Ростом кобель в гиганты не вышел, потому как от мамкиных сосцов его оторвали в 25 дней от рождения. Это сейчас он заматерел и стал настоящим помощником на промысле, а тогда, три года назад, когда Шурка впервые привез его на участок, он умещался в хозяйской ладони.
Шурка отправлялся в тайгу в неурочное время. Он только-только вернулся домой из армии, родители умерли, пока он служил, все знакомые пацаны уехали кто в областной центр, кто на материк. Ему же хотелось в тайгу, в сопки, промышлять соболя и жить свободной жизнью, как он себе ее представлял.
Вот и упросил старого друга отца замолвить за него словечко директору промхоза, который покобенился немного (ну не хотел он брать в штат неопытную молодежь), да разве будешь сопротивляться Сотникову, который сдавал два плана по соболю и пользовался непререкаемым авторитетом не только в районе, но и в области? Его даже в Москве знали и как лучшего охотника-промысловика приглашали на ВДНХ, да не поехал он туда, ушел в тайгу. Директор согласился взять Шурку, но с условием, что Сотников (он же Сотник, как звали его все в округе) пару сезонов будет наставником неопытного парня.

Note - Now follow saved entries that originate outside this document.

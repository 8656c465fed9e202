//! Visibility clauses (`showif`) and their evaluation against accumulated flags.
//!
//! A clause list is a conjunction: every clause must pass. There is no OR or
//! NOT primitive. Clauses of a kind this engine does not know pass by default.

use serde::{Deserialize, Deserializer};
use serde_json::Value;

use super::state::Flags;

/// A single visibility clause, evaluated against `flags[path]`.
#[derive(Debug, Clone, PartialEq, Deserialize)]
#[serde(from = "RawClause")]
pub enum Clause {
    /// Flag value strictly equals the literal.
    Eq { path: String, value: Value },
    /// Flag value strictly differs from the literal.
    Neq { path: String, value: Value },
    /// Flag value is a member of the set. An empty set never matches.
    In { path: String, values: Vec<Value> },
    /// `present = true` requires the flag to be bound, `false` requires it absent.
    Exists { path: String, present: bool },
    /// Unrecognized clause kind. Always passes.
    Unknown { path: String },
}

impl Clause {
    /// The flag path this clause reads.
    pub fn path(&self) -> &str {
        match self {
            Self::Eq { path, .. }
            | Self::Neq { path, .. }
            | Self::In { path, .. }
            | Self::Exists { path, .. }
            | Self::Unknown { path } => path,
        }
    }

    /// Evaluate this clause against the current flags.
    pub fn passes(&self, flags: &Flags) -> bool {
        let bound = flags.get(self.path());
        match self {
            Self::Eq { value, .. } => bound.is_some_and(|v| strict_eq(v, value)),
            Self::Neq { value, .. } => !bound.is_some_and(|v| strict_eq(v, value)),
            Self::In { values, .. } => {
                bound.is_some_and(|v| values.iter().any(|candidate| strict_eq(v, candidate)))
            }
            Self::Exists { present, .. } => bound.is_some() == *present,
            Self::Unknown { .. } => true,
        }
    }
}

/// Anything that carries a `showif` clause list.
pub trait Gated {
    fn showif(&self) -> &[Clause];
}

/// True iff every clause attached to `node` passes. No clauses means visible.
pub fn passes_show_if(flags: &Flags, node: &impl Gated) -> bool {
    node.showif().iter().all(|clause| clause.passes(flags))
}

/// Strict equality: numbers compare by value regardless of integer/float
/// representation, everything else compares structurally.
fn strict_eq(left: &Value, right: &Value) -> bool {
    match (left, right) {
        (Value::Number(a), Value::Number(b)) => a.as_f64() == b.as_f64(),
        _ => left == right,
    }
}

fn truthy(value: &Value) -> bool {
    match value {
        Value::Null => false,
        Value::Bool(b) => *b,
        Value::Number(n) => n.as_f64().is_some_and(|f| f != 0.0 && !f.is_nan()),
        Value::String(s) => !s.is_empty(),
        Value::Array(_) | Value::Object(_) => true,
    }
}

/// Clause as it appears in the config document. Operand keys are kept even
/// when their value is `null`, so `{"eq": null}` is still an eq clause.
#[derive(Debug, Default, Deserialize)]
struct RawClause {
    #[serde(default)]
    path: String,
    #[serde(default, deserialize_with = "present")]
    eq: Option<Value>,
    #[serde(default, deserialize_with = "present")]
    neq: Option<Value>,
    #[serde(default, rename = "in", deserialize_with = "present")]
    any_of: Option<Value>,
    #[serde(default, deserialize_with = "present")]
    exists: Option<Value>,
}

fn present<'de, D>(deserializer: D) -> Result<Option<Value>, D::Error>
where
    D: Deserializer<'de>,
{
    Value::deserialize(deserializer).map(Some)
}

impl From<RawClause> for Clause {
    fn from(raw: RawClause) -> Self {
        let path = raw.path;
        if let Some(value) = raw.eq {
            Self::Eq { path, value }
        } else if let Some(value) = raw.neq {
            Self::Neq { path, value }
        } else if let Some(set) = raw.any_of {
            let values = match set {
                Value::Array(items) => items,
                _ => Vec::new(),
            };
            Self::In { path, values }
        } else if let Some(flag) = raw.exists {
            Self::Exists {
                path,
                present: truthy(&flag),
            }
        } else {
            Self::Unknown { path }
        }
    }
}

Старый таежник покряхтел и дал согласие. А Шурка, лишь услышав это, побежал в геологоразведочную партию. Там у знакомого геолога пару недель назад ощенилась рабочая сука западносибирской лайки, привезенная из Кировского питомника. Сладили с хозяином щенков на удивление быстро, малышей было девять, и хозяин боялся, что всех не пристроит в «правильные руки».
Сотников разумно решил смотаться с Шуркой в тайгу на месячишко-другой, чтобы посмотреть парнишку в деле. Если толк выйдет, то нужно будет для него поставить пару новых избушек: пусть облавливает дальний угол участка, куда Сотник если и заглядывал, то всего-то раза два за сезон. За неделю собрались, вечером перед уходом Шурка забрал щенка и утром явился с рюкзаком за спиной и щенком в руках к реке, где чалились все лодки. Друг отца бормотнул что-то неодобрительное себе под нос, но возражать не стал.

Так и оказался Шурка со своим пушистым дружком в тайге. И он, и Эльгай, как назвал щенка хозяин, вместе знакомились с лесной жизнью, учились и закаляли характеры. Шурка старательно усваивал таежную премудрость, благо наставник был хороший. Требовал, но меру знал. Если что не получалось, не злился, подсказывал, показывал, как лучше. Все дни были заняты работой. Сотников быстро понял, что из парня выйдет толк, и решил ставить две новые избушки.
Что касается пса, то у него первое преодоление себя случилось при форсировании ручья. Видя, как хозяин перешагивает метровый поток и удаляется по тропе, щенок сначала поднял вой на весь лес, а затем, решившись, бросился в воду, выбрался на другой берег ручья, догнал хозяина, отряхнулся, смешно крутя головой, и с гордым видом побежал впереди по тропе…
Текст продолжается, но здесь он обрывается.